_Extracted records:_
_ _ _ _
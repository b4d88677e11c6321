// ABOUTME: JSON-RPC 2.0 request, response and error types for the MCP wire format
// ABOUTME: Constructors for the standard error responses the server emits
//
// SPDX-License-Identifier: MIT OR Apache-2.0
// Copyright (c) 2025 Pierre Fitness Intelligence

use crate::constants::errors::{
    ERROR_INTERNAL_ERROR, ERROR_INVALID_PARAMS, ERROR_INVALID_REQUEST, ERROR_METHOD_NOT_FOUND,
    ERROR_PARSE,
};
use crate::constants::protocol::JSONRPC_VERSION;
use serde::{Deserialize, Serialize};
use serde_json::Value;

/// MCP request
#[derive(Debug, Clone, Serialize, Deserialize)]
pub struct McpRequest {
    /// Must be `"2.0"`; absent decodes as empty and is rejected later
    #[serde(default)]
    pub jsonrpc: String,
    /// Method name
    pub method: String,
    /// Method parameters
    #[serde(default, skip_serializing_if = "Option::is_none")]
    pub params: Option<Value>,
    /// Optional ID - notifications don't have IDs, only regular requests do
    #[serde(default, skip_serializing_if = "Option::is_none")]
    pub id: Option<Value>,
}

impl McpRequest {
    /// Build a request (used by tests and the CLI)
    #[must_use]
    pub fn new(method: impl Into<String>, params: Option<Value>, id: Option<Value>) -> Self {
        Self {
            jsonrpc: JSONRPC_VERSION.to_owned(),
            method: method.into(),
            params,
            id,
        }
    }

    /// Whether the message is a notification (no response expected): it has
    /// no `id`, or its method is in the `notifications/` namespace
    #[must_use]
    pub fn is_notification(&self) -> bool {
        self.id.is_none() || self.method.starts_with("notifications/")
    }

    /// Response ID; `null` when the request carried none
    #[must_use]
    pub fn response_id(&self) -> Value {
        self.id.clone().unwrap_or(Value::Null)
    }
}

/// MCP response
#[derive(Debug, Clone, PartialEq, Serialize, Deserialize)]
pub struct McpResponse {
    /// Always `"2.0"`
    pub jsonrpc: String,
    /// Success payload
    #[serde(skip_serializing_if = "Option::is_none")]
    pub result: Option<Value>,
    /// Error payload
    #[serde(skip_serializing_if = "Option::is_none")]
    pub error: Option<McpError>,
    /// Echo of the request ID
    pub id: Value,
}

impl McpResponse {
    /// Successful response
    #[must_use]
    pub fn success(id: Value, result: Value) -> Self {
        Self {
            jsonrpc: JSONRPC_VERSION.to_owned(),
            result: Some(result),
            error: None,
            id,
        }
    }

    /// Error response
    #[must_use]
    pub fn error(id: Value, error: McpError) -> Self {
        Self {
            jsonrpc: JSONRPC_VERSION.to_owned(),
            result: None,
            error: Some(error),
            id,
        }
    }
}

/// MCP error
#[derive(Debug, Clone, PartialEq, Eq, Serialize, Deserialize)]
pub struct McpError {
    /// JSON-RPC error code
    pub code: i32,
    /// Error message
    pub message: String,
    /// Optional structured details
    #[serde(skip_serializing_if = "Option::is_none")]
    pub data: Option<Value>,
}

impl McpError {
    /// Create a new MCP error
    #[must_use]
    pub const fn new(code: i32, message: String) -> Self {
        Self {
            code,
            message,
            data: None,
        }
    }

    /// Line was not valid JSON
    #[must_use]
    pub fn parse_error() -> Self {
        Self::new(ERROR_PARSE, "Parse error".to_owned())
    }

    /// Valid JSON that is not a JSON-RPC 2.0 request
    #[must_use]
    pub fn invalid_request(detail: impl Into<String>) -> Self {
        Self::new(ERROR_INVALID_REQUEST, detail.into())
    }

    /// Method is not handled by this server
    #[must_use]
    pub fn method_not_found(method: &str) -> Self {
        Self::new(ERROR_METHOD_NOT_FOUND, format!("Unknown method: {method}"))
    }

    /// Parameters missing or malformed
    #[must_use]
    pub fn invalid_params(detail: impl Into<String>) -> Self {
        Self::new(ERROR_INVALID_PARAMS, detail.into())
    }

    /// Unexpected server failure
    #[must_use]
    pub fn internal(detail: impl Into<String>) -> Self {
        Self::new(ERROR_INTERNAL_ERROR, detail.into())
    }
}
_ _ _ _
_Brief:_
Your reply should consist of all the records, set down exactly.

_Task solution:_
repository b4d88677e11c6321
// ABOUTME: JSON-RPC 2.0 request, response and error types for the MCP wire format
// ABOUTME: Constructors for the standard error responses the server emits
//
// SPDX-License-Identifier: MIT OR Apache-2.0
// Copyright (c) 2025 Pierre Fitness Intelligence

use crate::constants::errors::{
    ERROR_INTERNAL_ERROR, ERROR_INVALID_PARAMS, ERROR_INVALID_REQUEST, ERROR_METHOD_NOT_FOUND,
    ERROR_PARSE,
};
use crate::constants::protocol::JSONRPC_VERSION;
use serde::{Deserialize, Serialize};
use serde_json::Value;

/// MCP request
#[derive(Debug, Clone, Serialize, Deserialize)]
pub struct McpRequest {
    /// Must be `"2.0"`; absent decodes as empty and is rejected later
    #[serde(default)]
    pub jsonrpc: String,
    /// Method name
    pub method: String,
    /// Method parameters
    #[serde(default, skip_serializing_if = "Option::is_none")]
    pub params: Option<Value>,
    /// Optional ID - notifications don't have IDs, only regular requests do
    #[serde(default, skip_serializing_if = "Option::is_none")]
    pub id: Option<Value>,
}

impl McpRequest {
    /// Build a request (used by tests and the CLI)
    #[must_use]
    pub fn new(method: impl Into<String>, params: Option<Value>, id: Option<Value>) -> Self {
        Self {
            jsonrpc: JSONRPC_VERSION.to_owned(),
            method: method.into(),
            params,
            id,
        }
    }

    /// Whether the message is a notification (no response expected): it has
    /// no `id`, or its method is in the `notifications/` namespace
    #[must_use]
    pub fn is_notification(&self) -> bool {
        self.id.is_none() || self.method.starts_with("notifications/")
    }

    /// Response ID; `null` when the request carried none
    #[must_use]
    pub fn response_id(&self) -> Value {
        self.id.clone().unwrap_or(Value::Null)
    }
}

/// MCP response
#[derive(Debug, Clone, PartialEq, Serialize, Deserialize)]
pub struct McpResponse {
    /// Always `"2.0"`
    pub jsonrpc: String,
    /// Success payload
    #[serde(skip_serializing_if = "Option::is_none")]
    pub result: Option<Value>,
    /// Error payload
    #[serde(skip_serializing_if = "Option::is_none")]
    pub error: Option<McpError>,
    /// Echo of the request ID
    pub id: Value,
}

impl McpResponse {
    /// Successful response
    #[must_use]
    pub fn success(id: Value, result: Value) -> Self {
        Self {
            jsonrpc: JSONRPC_VERSION.to_owned(),
            result: Some(result),
            error: None,
            id,
        }
    }

    /// Error response
    #[must_use]
    pub fn error(id: Value, error: McpError) -> Self {
        Self {
            jsonrpc: JSONRPC_VERSION.to_owned(),
            result: None,
            error: Some(error),
            id,
        }
    }
}

/// MCP error
#[derive(Debug, Clone, PartialEq, Eq, Serialize, Deserialize)]
pub struct McpError {
    /// JSON-RPC error code
    pub code: i32,
    /// Error message
    pub message: String,
    /// Optional structured details
    #[serde(skip_serializing_if = "Option::is_none")]
    pub data: Option<Value>,
}

impl McpError {
    /// Create a new MCP error
    #[must_use]
    pub const fn new(code: i32, message: String) -> Self {
        Self {
            code,
            message,
            data: None,
        }
    }

    /// Line was not valid JSON
    #[must_use]
    pub fn parse_error() -> Self {
        Self::new(ERROR_PARSE, "Parse error".to_owned())
    }

    /// Valid JSON that is not a JSON-RPC 2.0 request
    #[must_use]
    pub fn invalid_request(detail: impl Into<String>) -> Self {
        Self::new(ERROR_INVALID_REQUEST, detail.into())
    }

    /// Method is not handled by this server
    #[must_use]
    pub fn method_not_found(method: &str) -> Self {
        Self::new(ERROR_METHOD_NOT_FOUND, format!("Unknown method: {method}"))
    }

    /// Parameters missing or malformed
    #[must_use]
    pub fn invalid_params(detail: impl Into<String>) -> Self {
        Self::new(ERROR_INVALID_PARAMS, detail.into())
    }

    /// Unexpected server failure
    #[must_use]
    pub fn internal(detail: impl Into<String>) -> Self {
        Self::new(ERROR_INTERNAL_ERROR, detail.into())
    }
}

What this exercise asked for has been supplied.